The development of a new neurologic drug therapy can take decades and well over a billion dollars. How does a drug get from being an idea in a researcher’s mind to the drug store shelf? It’s a long and arduous journey that begins as just that – a thought.

The first step is Drug Discovery or the initial testing of those “thoughts”. This may come about because existing treatments are not working sufficiently or have unwanted effects or because new insight into the disease allows for a novel approach to treatment. Many molecular compounds are tested at this stage and a few promising ones are chosen.


This stage is followed by Drug Development. In this phase, those promising compounds are tested. The information gathered includes its effectiveness on its own and compared to existing drugs, the appropriate dosage, how the drug is metabolized and excreted, the best route to administer the drug, potential side effects and so forth.


The potential treatment then moves on to Preclinical Testing. This part of the journey is designed to test toxicity or whether the drug can potentially cause harm. Testing in living organisms or animal testing must follow strict regulations set out by the country’s health authority.
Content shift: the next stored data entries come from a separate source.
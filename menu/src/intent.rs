//! Query normalization and intent vocabularies.
//!
//! The word lists live here as plain constants so the scoring code in
//! [`crate::ranker`] never hard-codes a vocabulary literal and the lists can
//! grow without touching it.

use std::sync::LazyLock;

use regex::Regex;

use crate::item::MenuItem;

/// Words that signal the user wants non-veg items.
pub const NON_VEG_WORDS: &[&str] = &[
    "non-veg", "nonveg", "nv", "meat", "chicken", "egg", "fish", "mutton",
];

/// Words that signal the user wants veg items.
pub const VEG_WORDS: &[&str] = &["veg", "vegetarian", "v"];

/// Words that signal price sensitivity.
pub const CHEAP_WORDS: &[&str] = &[
    "cheap",
    "budget",
    "under",
    "affordable",
    "low",
    "price",
    "below",
    "less",
];

/// Filler words stripped before keyword matching.
pub const STOP_WORDS: &[&str] = &["items", "item", "food", "foods", "than", "rs", "max"];

/// Which order statistic the derived ceiling takes from the sorted prices.
/// Tuning constant inherited from the product, not a design invariant.
pub const CHEAP_PRICE_PERCENTILE: f64 = 0.45;

/// Ceiling used when price sensitivity is detected but there are no
/// candidate prices to derive one from.
pub const DEFAULT_PRICE_CEILING: f64 = 100.0;

static PRICE_LIMIT: LazyLock<Regex> = LazyLock::new(|| {
    Regex::new(r"(?:under|below|rs|₹|max|less than)\s*(\d+)").expect("price limit pattern")
});

/// Everything the ranker needs to know about a query.
#[derive(Debug, Clone, PartialEq)]
pub struct ParsedQuery {
    pub wants_veg: bool,
    pub wants_non_veg: bool,
    pub wants_cheap: bool,
    pub explicit_ceiling: Option<f64>,
    pub keywords: Vec<String>,
}

impl ParsedQuery {
    /// Normalizes and tokenizes `raw`. Returns `None` for blank input.
    pub fn parse(raw: &str) -> Option<Self> {
        let normalized = normalize(raw);
        if normalized.is_empty() {
            return None;
        }

        let words: Vec<&str> = normalized.split_whitespace().collect();

        let wants_non_veg = words.iter().any(|w| NON_VEG_WORDS.contains(w));
        // Non-veg wins so that a collapsed "non-veg" never reads as veg.
        let wants_veg = !wants_non_veg && words.iter().any(|w| VEG_WORDS.contains(w));
        let wants_cheap = words.iter().any(|w| CHEAP_WORDS.contains(w));

        let explicit_ceiling = PRICE_LIMIT
            .captures(&normalized)
            .and_then(|caps| caps[1].parse::<u32>().ok())
            .map(f64::from);

        let keywords = words
            .iter()
            .copied()
            .filter(|w| {
                !NON_VEG_WORDS.contains(w)
                    && !VEG_WORDS.contains(w)
                    && !CHEAP_WORDS.contains(w)
                    && !STOP_WORDS.contains(w)
                    && !w.chars().all(|c| c.is_ascii_digit())
            })
            .map(|w| w.to_string())
            .collect();

        Some(Self {
            wants_veg,
            wants_non_veg,
            wants_cheap,
            explicit_ceiling,
            keywords,
        })
    }

    pub fn has_intent(&self) -> bool {
        self.wants_veg || self.wants_non_veg || self.wants_cheap || self.explicit_ceiling.is_some()
    }

    /// Resolves the effective price ceiling for `candidates`.
    ///
    /// An explicit "under N" style limit wins. Otherwise a price-sensitive
    /// query gets a ceiling derived from the candidate price distribution so
    /// "cheap" keeps the cheaper half-ish without dropping the midrange.
    pub fn price_ceiling(&self, candidates: &[&MenuItem]) -> f64 {
        if let Some(limit) = self.explicit_ceiling {
            return limit;
        }
        if self.wants_cheap {
            return derived_ceiling(candidates);
        }
        f64::INFINITY
    }
}

fn derived_ceiling(candidates: &[&MenuItem]) -> f64 {
    if candidates.is_empty() {
        return DEFAULT_PRICE_CEILING;
    }

    let mut prices: Vec<f64> = candidates.iter().map(|item| item.price).collect();
    prices.sort_by(|a, b| a.partial_cmp(b).unwrap_or(std::cmp::Ordering::Equal));

    let index = (prices.len() as f64 * CHEAP_PRICE_PERCENTILE).ceil() as usize;
    prices[index.min(prices.len() - 1)]
}

/// Lowercases, trims, and collapses the two-word non-veg phrasings into the
/// single token the vocabularies use.
fn normalize(raw: &str) -> String {
    raw.to_lowercase()
        .trim()
        .replace("non vegetarian", "non-veg")
        .replace("non veg", "non-veg")
}

#[cfg(test)]
mod tests {
    use super::*;

    fn items(prices: &[f64]) -> Vec<MenuItem> {
        prices
            .iter()
            .enumerate()
            .map(|(i, price)| MenuItem {
                id: format!("{i}"),
                name: format!("Item {i}"),
                price: *price,
                tags: vec![],
                available: None,
            })
            .collect()
    }

    fn ceiling_for(parsed: &ParsedQuery, prices: &[f64]) -> f64 {
        let menu = items(prices);
        let refs: Vec<&MenuItem> = menu.iter().collect();
        parsed.price_ceiling(&refs)
    }

    #[test]
    fn blank_queries_parse_to_none() {
        assert!(ParsedQuery::parse("").is_none());
        assert!(ParsedQuery::parse("   ").is_none());
    }

    #[test]
    fn non_veg_phrase_collapses_before_tokenizing() {
        let parsed = ParsedQuery::parse("non veg meal").unwrap();
        assert!(parsed.wants_non_veg);
        assert!(!parsed.wants_veg);

        let parsed = ParsedQuery::parse("Non Vegetarian food").unwrap();
        assert!(parsed.wants_non_veg);
    }

    #[test]
    fn veg_loses_to_non_veg() {
        let parsed = ParsedQuery::parse("nonveg").unwrap();
        assert!(parsed.wants_non_veg);
        assert!(!parsed.wants_veg);

        let parsed = ParsedQuery::parse("vegetarian").unwrap();
        assert!(parsed.wants_veg);
    }

    #[test]
    fn explicit_limit_is_extracted() {
        let parsed = ParsedQuery::parse("snacks under 50").unwrap();
        assert_eq!(parsed.explicit_ceiling, Some(50.0));
        assert_eq!(ceiling_for(&parsed, &[10.0, 200.0]), 50.0);

        let parsed = ParsedQuery::parse("below120").unwrap();
        assert_eq!(parsed.explicit_ceiling, Some(120.0));
    }

    #[test]
    fn cheap_without_limit_derives_from_prices() {
        let parsed = ParsedQuery::parse("cheap").unwrap();
        assert_eq!(parsed.explicit_ceiling, None);
        // ceil(3 * 0.45) = 2 -> third cheapest price
        assert_eq!(ceiling_for(&parsed, &[60.0, 70.0, 80.0]), 80.0);
        assert_eq!(parsed.price_ceiling(&[]), DEFAULT_PRICE_CEILING);
    }

    #[test]
    fn no_price_signal_means_unbounded() {
        let parsed = ParsedQuery::parse("paneer").unwrap();
        assert_eq!(ceiling_for(&parsed, &[60.0]), f64::INFINITY);
    }

    #[test]
    fn intent_and_stop_words_are_not_keywords() {
        let parsed = ParsedQuery::parse("cheap veg snack items under 100").unwrap();
        assert_eq!(parsed.keywords, vec!["snack"]);
        assert!(parsed.wants_veg);
        assert!(parsed.wants_cheap);
    }

    #[test]
    fn plain_words_survive_as_keywords() {
        let parsed = ParsedQuery::parse("spicy paneer wrap").unwrap();
        assert_eq!(parsed.keywords, vec!["spicy", "paneer", "wrap"]);
        assert!(!parsed.has_intent());
    }
}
Once the preliminary safety of a drug is established, it moves on to Clinical Trials. In order to proceed with this stage of development, researchers must develop a plan or protocol that outlines the criteria for choosing participants, the size and duration of the study, the dosage and method of administering the drug and how the data will be collected, reviewed and analyzed. This is also the point where a study is developed to be as robust and reliable as possible from a scientific perspective. In other words developing the best study possible, one that will stand up to the scrutiny of the scientific community.


The randomized controlled blinded trial is considered the “gold standard” in study design. This design is based on randomly allocating eligible participants to one or the other treatment groups (one group may receive a placebo). After randomization, the groups are followed in exactly the same way. This reduces the amount of bias in a study. Bias can be further reduced by either “blinding” the subjects or the assessor or both (single or double blinded respectively).


Following extensive clinical testing, the new treatment presents for approval from the country’s health authority which in the US is the FDA. During this process the pharmaceutical company must present all of the data that brought the drug to this point of the development process as well as labeling and patient information. The review committee will go through all of the information presented and may ask for further study to satisfy their requirements. This part of the journey can last several years until finally the drug reaches the pharmacy shelves and ultimately becomes available to the patient community.


But the process doesn’t end there. The true safety and effectiveness of a drug comes with years of widespread use so there is ongoing monitoring once the therapy reaches the marketplace. The designated health authority may at any point put additional warnings or cautions on a drug’s use, change the prescribing recommendations or if new safety concerns arise, even take it off the market.


So the journey from lab counter to drugstore shelf is a long one but a truly necessary one. In theory the regulations put in place are for the safety and betterment of those that the therapy is being developed for although some may argue that it is one that takes too long.